Mr. Butler's group held its annual World Congress in the area for more than two decades, drawing several hundred people a year at the height of its power. The last gathering, in June, drew 75 to 100 people. Some experts on the Aryan Nations said the group was able to draw that many people only because many figured it would be Mr. Butler's last World Congress.
The dwindling crowds at Aryan Nations events, and plans to build the center, indicate just how much progress has been made to rid the area of the group's racist views, Mr. Stewart and others say. "A big, big chapter is finished," he said.
What the next chapter entails and what will happen to the white supremacist movement in northern Idaho when Mr. Butler dies is not clear. But for now, he carries on, living in a home given to him by a follower on a narrow residential street in Hayden, not far from the former Aryan Nations compound.
His breathing is labored - he has been hospitalized several times for congestive heart failure - and he is not always lucid. But he managed to speak for almost two hours in a recent interview in his living room, which is adorned with crosses and religious relics and filled with books about Christianity, the United States Constitution, Hitler, Jews and the Holocaust (one is titled "Anne Frank's Diary: A Hoax").
He insisted that his health was fine. He also insisted that the Aryan Nations was as strong as ever, with as many as 40,000 "card-carrying" members. He said that locally his group was rebounding after the civil judgment.
"The trial broke us financially," he said. "But we're now coming back financially, so I want to get this word out as best as I can."
He added, "We're experiencing a resurgence now."
But experts at the Southern Poverty Law Center in Montgomery, Ala., which monitors white supremacist groups and brought the lawsuit against Mr. Butler, said the Aryan Nations had become deeply fractured over the last few years.

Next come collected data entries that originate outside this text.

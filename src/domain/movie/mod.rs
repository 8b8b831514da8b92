pub mod entity;
pub mod invariants;

pub use entity::{
    image_url, CastMember, CrewMember, Genre, ImageSize, Movie, MovieCollection, MovieCredits,
    MovieDetail, MoviePage, MovieReview, MovieReviews, MovieVideo, MovieVideos,
    ProductionCompany, ProductionCountry, ReviewAuthor, SpokenLanguage, IMAGE_BASE_URL,
    PAGE_SIZE,
};
pub use invariants::validate_movie_page;
// src/integrations/mod.rs
//
// External Integrations Module

pub mod tmdb;

pub use tmdb::{CatalogResult, MovieCatalog, MovieListKind, TmdbClient};
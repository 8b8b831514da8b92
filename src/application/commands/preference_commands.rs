// src/application/commands/preference_commands.rs
//
// Preference Command Handlers
//
// RULES:
// - Parse and validate input, then call the stores
// - Language changes evict stale cache entries inside the store, not here

use crate::application::{dto::*, error_handling::ErrorResponse, state::AppState};
use crate::domain::{ensure_locale_prefix, SortContext, SortField, SortOption, UI_LANGUAGES};

pub fn get_preferences(state: &AppState) -> PreferencesDto {
    PreferencesDto::new(&state.locale.state(), &state.sort.state())
}

pub fn list_ui_languages() -> Vec<UiLanguageDto> {
    UI_LANGUAGES.iter().map(UiLanguageDto::from).collect()
}

/// Returns false when the language was already active
pub fn set_system_language(state: &AppState, language: &str) -> Result<bool, ErrorResponse> {
    Ok(state.locale.set_system_language(language)?)
}

/// Returns false when the language was already active
pub fn set_movie_language(state: &AppState, language: &str) -> Result<bool, ErrorResponse> {
    Ok(state.locale.set_movie_language(language)?)
}

/// Store a sort given as "field.direction" for "search" or "watchlist"
pub fn set_sort(state: &AppState, context: &str, sort: &str) -> Result<PreferencesDto, ErrorResponse> {
    let context: SortContext = context.parse()?;
    let option: SortOption = sort.parse()?;
    state.sort.set_option(context, option);
    Ok(get_preferences(state))
}

/// Pick a sort field: the active field flips direction, another starts at its default
pub fn select_sort_field(
    state: &AppState,
    context: &str,
    field: &str,
) -> Result<String, ErrorResponse> {
    let context: SortContext = context.parse()?;
    let field: SortField = field.parse()?;
    Ok(state.sort.select_field(context, field).to_string())
}

/// Reconcile the system language with an entered path.
/// An unprefixed path gets a redirect under the current system language.
pub fn navigate(state: &AppState, path: &str) -> NavigationDto {
    if let Some(adopted) = state.locale.reconcile_with_path(path) {
        log::debug!("[LOCALE] path {} switched system language to {}", path, adopted);
    }
    let system_language = state.locale.get_system_language();
    NavigationDto {
        redirect: ensure_locale_prefix(path, &system_language),
        system_language,
    }
}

"I don't think we'll ever see the Aryan Nations reach the kind of power and influence it had in the 1980's, not even close," said Mark Potok, editor of the center's Intelligence Report, a quarterly investigative magazine about radical right-wing groups.
Mr. Butler remains single-minded in promoting his beliefs, however, and has named a successor, Harold Ray Redfeairn, an Aryan Nations leader in Ohio. It is possible that once Mr. Butler dies, the movement's center could shift to Ohio or another state, or fade away, Mr. Potok said.
"It's a waiting game until Butler dies and we see what happens next," he said.